**Problem details:** Go through the entries below and copy each line that holds the word "Normal".

Top of Data for the task

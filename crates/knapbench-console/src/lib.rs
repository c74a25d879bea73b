//! Colorful console output for benchmark runs.
//!
//! Provides a custom `tracing` layer that formats runner events with colors.
//!
//! ## Log Levels
//!
//! - **WARN**: Failed instances
//! - **INFO**: Batch start/end and one line per compared instance
//! - **DEBUG**: Instance start

use num_format::{Locale, ToFormattedString};
use owo_colors::OwoColorize;
use std::io::{self, Write};
use std::sync::atomic::{AtomicU64, Ordering};
use std::sync::OnceLock;
use std::time::Instant;
use tracing::field::{Field, Visit};
use tracing::level_filters::LevelFilter;
use tracing::{Event, Subscriber};
use tracing_subscriber::layer::Context;
use tracing_subscriber::layer::SubscriberExt;
use tracing_subscriber::util::SubscriberInitExt;
use tracing_subscriber::{EnvFilter, Layer};

static INIT: OnceLock<()> = OnceLock::new();
static EPOCH: OnceLock<Instant> = OnceLock::new();
static BATCH_START_NANOS: AtomicU64 = AtomicU64::new(0);

/// Package version for banner display.
const VERSION: &str = env!("CARGO_PKG_VERSION");

/// Target prefix of the runner's events.
const RUNNER_TARGET: &str = "knapbench_benchmark";

/// How much the console prints.
#[derive(Debug, Clone, Copy, PartialEq, Eq, Default)]
pub enum Verbosity {
    /// Failures only, no banner.
    Quiet,
    /// Batch lifecycle and one line per instance.
    #[default]
    Normal,
    /// Also instance start lines.
    Verbose,
}

impl Verbosity {
    /// Builds a verbosity from the usual pair of CLI flags. `quiet` wins.
    pub fn from_flags(verbose: bool, quiet: bool) -> Self {
        match (verbose, quiet) {
            (_, true) => Verbosity::Quiet,
            (true, false) => Verbosity::Verbose,
            (false, false) => Verbosity::Normal,
        }
    }

    fn level(self) -> LevelFilter {
        match self {
            Verbosity::Quiet => LevelFilter::WARN,
            Verbosity::Normal => LevelFilter::INFO,
            Verbosity::Verbose => LevelFilter::DEBUG,
        }
    }
}

/// Initializes the benchmark console output.
///
/// Safe to call multiple times - only the first call has effect.
/// Prints the banner (unless quiet) and sets up tracing. `RUST_LOG`
/// overrides the default directive.
pub fn init(verbosity: Verbosity) {
    INIT.get_or_init(|| {
        if verbosity != Verbosity::Quiet {
            print_banner();
        }

        let default_directive = format!("{}={}", RUNNER_TARGET, verbosity.level());
        let filter = EnvFilter::builder()
            .with_default_directive(LevelFilter::WARN.into())
            .parse_lossy(std::env::var("RUST_LOG").unwrap_or(default_directive));

        let _ = tracing_subscriber::registry()
            .with(filter)
            .with(BenchmarkConsoleLayer)
            .try_init();
    });
}

// Marks the start of the batch for elapsed time tracking.
fn mark_batch_start() {
    let epoch = EPOCH.get_or_init(Instant::now);
    let nanos = epoch.elapsed().as_nanos() as u64;
    BATCH_START_NANOS.store(nanos, Ordering::Relaxed);
}

// Returns elapsed time since batch start.
fn elapsed_secs() -> f64 {
    let Some(epoch) = EPOCH.get() else {
        return 0.0;
    };
    let start_nanos = BATCH_START_NANOS.load(Ordering::Relaxed);
    let now_nanos = epoch.elapsed().as_nanos() as u64;
    now_nanos.saturating_sub(start_nanos) as f64 / 1_000_000_000.0
}

fn print_banner() {
    let banner = r#"
 _  __                  ____                  _
| |/ /_ __   __ _ _ __ | __ )  ___ _ __   ___| |__
| ' /| '_ \ / _` | '_ \|  _ \ / _ \ '_ \ / __| '_ \
| . \| | | | (_| | |_) | |_) |  __/ | | | (__| | | |
|_|\_\_| |_|\__,_| .__/|____/ \___|_| |_|\___|_| |_|
                 |_|
"#;

    let version_line = format!(
        "                v{} - Exact vs Greedy 0/1 Knapsack\n",
        VERSION
    );

    let mut stdout = io::stdout().lock();
    let _ = writeln!(stdout, "{}", banner.bright_cyan());
    let _ = writeln!(stdout, "{}", version_line.bright_white().bold());
    let _ = stdout.flush();
}

/// A tracing layer that formats benchmark events with colors.
pub struct BenchmarkConsoleLayer;

impl<S: Subscriber> Layer<S> for BenchmarkConsoleLayer {
    fn on_event(&self, event: &Event<'_>, _ctx: Context<'_, S>) {
        if !event.metadata().target().starts_with(RUNNER_TARGET) {
            return;
        }

        let mut visitor = EventVisitor::default();
        event.record(&mut visitor);

        let output = format_event(&visitor);
        if !output.is_empty() {
            let _ = writeln!(io::stdout(), "{}", output);
        }
    }
}

#[derive(Default)]
struct EventVisitor {
    event: Option<String>,
    name: Option<String>,
    instance: Option<String>,
    kind: Option<String>,
    error: Option<String>,
    instance_count: Option<u64>,
    item_count: Option<u64>,
    capacity: Option<u64>,
    exact_value: Option<u64>,
    heuristic_value: Option<u64>,
    compared: Option<u64>,
    failed: Option<u64>,
    heuristic_optimal: Option<u64>,
    duration_ms: Option<u64>,
    exact_ms: Option<f64>,
    heuristic_ms: Option<f64>,
    parallel: Option<bool>,
}

impl EventVisitor {
    fn set_text(&mut self, field: &str, value: String) {
        match field {
            "event" => self.event = Some(value),
            "name" => self.name = Some(value),
            "instance" => self.instance = Some(value),
            "kind" => self.kind = Some(value),
            "error" => self.error = Some(value),
            _ => {}
        }
    }
}

impl Visit for EventVisitor {
    fn record_debug(&mut self, field: &Field, value: &dyn std::fmt::Debug) {
        let s = format!("{:?}", value);
        self.set_text(field.name(), s.trim_matches('"').to_string());
    }

    fn record_u64(&mut self, field: &Field, value: u64) {
        match field.name() {
            "instance_count" => self.instance_count = Some(value),
            "item_count" => self.item_count = Some(value),
            "capacity" => self.capacity = Some(value),
            "exact_value" => self.exact_value = Some(value),
            "heuristic_value" => self.heuristic_value = Some(value),
            "compared" => self.compared = Some(value),
            "failed" => self.failed = Some(value),
            "heuristic_optimal" => self.heuristic_optimal = Some(value),
            "duration_ms" => self.duration_ms = Some(value),
            _ => {}
        }
    }

    fn record_i64(&mut self, field: &Field, value: i64) {
        self.record_u64(field, value.max(0) as u64);
    }

    fn record_f64(&mut self, field: &Field, value: f64) {
        match field.name() {
            "exact_ms" => self.exact_ms = Some(value),
            "heuristic_ms" => self.heuristic_ms = Some(value),
            _ => {}
        }
    }

    fn record_bool(&mut self, field: &Field, value: bool) {
        if field.name() == "parallel" {
            self.parallel = Some(value);
        }
    }

    fn record_str(&mut self, field: &Field, value: &str) {
        self.set_text(field.name(), value.to_string());
    }
}

fn format_event(v: &EventVisitor) -> String {
    match v.event.as_deref().unwrap_or("") {
        "batch_start" => format_batch_start(v),
        "batch_end" => format_batch_end(v),
        "instance_start" => format_instance_start(v),
        "instance_end" => format_instance_end(v),
        "instance_failed" => format_instance_failed(v),
        _ => String::new(),
    }
}

fn format_elapsed() -> String {
    format!("{:>7.3}s", elapsed_secs())
        .bright_black()
        .to_string()
}

fn format_batch_start(v: &EventVisitor) -> String {
    mark_batch_start();
    let name = v.name.as_deref().unwrap_or("Benchmark");
    let count = v.instance_count.unwrap_or(0);
    let mode = if v.parallel.unwrap_or(false) {
        "parallel"
    } else {
        "sequential"
    };

    format!(
        "{} {} {} │ {} instances │ {}",
        format_elapsed(),
        "▶".bright_green().bold(),
        name.white().bold(),
        count.to_formatted_string(&Locale::en).bright_yellow(),
        mode.bright_black()
    )
}

fn format_instance_start(v: &EventVisitor) -> String {
    let instance = v.instance.as_deref().unwrap_or("?");
    format!(
        "{} {} {}",
        format_elapsed(),
        "·".bright_black(),
        instance.bright_black()
    )
}

fn format_instance_end(v: &EventVisitor) -> String {
    let instance = v.instance.as_deref().unwrap_or("?");
    let items = v.item_count.unwrap_or(0);
    let capacity = v.capacity.unwrap_or(0);
    let exact = v.exact_value.unwrap_or(0);
    let heuristic = v.heuristic_value.unwrap_or(0);

    let icon = if exact == heuristic {
        "✓".bright_green().to_string()
    } else {
        "≈".bright_yellow().to_string()
    };

    format!(
        "{} {} {} │ {} items │ cap {} │ dynamic {} in {} │ greedy {} in {} │ {}",
        format_elapsed(),
        icon,
        instance.white().bold(),
        items.to_formatted_string(&Locale::en).bright_yellow(),
        capacity.to_formatted_string(&Locale::en).bright_yellow(),
        exact.to_formatted_string(&Locale::en).bright_green(),
        format_duration_ms(v.exact_ms.unwrap_or(0.0)).yellow(),
        heuristic.to_formatted_string(&Locale::en).bright_green(),
        format_duration_ms(v.heuristic_ms.unwrap_or(0.0)).yellow(),
        format_ratio(exact, heuristic)
    )
}

fn format_instance_failed(v: &EventVisitor) -> String {
    let instance = v.instance.as_deref().unwrap_or("?");
    let kind = v.kind.as_deref().unwrap_or("error");
    let error = v.error.as_deref().unwrap_or("");

    format!(
        "{} {} {} │ {} │ {}",
        format_elapsed(),
        "✗".bright_red().bold(),
        instance.white().bold(),
        kind.bright_red(),
        error
    )
}

fn format_batch_end(v: &EventVisitor) -> String {
    let name = v.name.as_deref().unwrap_or("Benchmark");
    let compared = v.compared.unwrap_or(0);
    let failed = v.failed.unwrap_or(0);
    let optimal = v.heuristic_optimal.unwrap_or(0);
    let duration = v.duration_ms.unwrap_or(0);

    let failed_str = if failed > 0 {
        failed
            .to_formatted_string(&Locale::en)
            .bright_red()
            .bold()
            .to_string()
    } else {
        failed.to_formatted_string(&Locale::en).white().to_string()
    };

    format!(
        "{} {} {} complete │ {} │ {} compared │ {} failed │ greedy optimal on {}/{}",
        format_elapsed(),
        "■".bright_cyan().bold(),
        name.white().bold(),
        format_duration_ms(duration as f64).yellow(),
        compared.to_formatted_string(&Locale::en).bright_green(),
        failed_str,
        optimal.to_formatted_string(&Locale::en).bright_magenta(),
        compared.to_formatted_string(&Locale::en)
    )
}

fn format_duration_ms(ms: f64) -> String {
    if ms < 1.0 {
        format!("{:.0}µs", ms * 1000.0)
    } else if ms < 1000.0 {
        format!("{:.2}ms", ms)
    } else if ms < 60_000.0 {
        format!("{:.2}s", ms / 1000.0)
    } else {
        let total = ms as u64;
        let mins = total / 60_000;
        let secs = (total % 60_000) / 1000;
        format!("{}m {}s", mins, secs)
    }
}

// Greedy value as a share of the optimum.
fn format_ratio(exact: u64, heuristic: u64) -> String {
    if exact == 0 || exact == heuristic {
        return "100.00%".bright_green().to_string();
    }
    let pct = heuristic as f64 / exact as f64 * 100.0;
    let text = format!("{:.2}%", pct);
    if pct >= 90.0 {
        text.yellow().to_string()
    } else {
        text.bright_red().to_string()
    }
}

Bottom of Data for the task

**Result for this exercise:**
    Normal,
            (false, false) => Verbosity::Normal,
            Verbosity::Normal => LevelFilter::INFO,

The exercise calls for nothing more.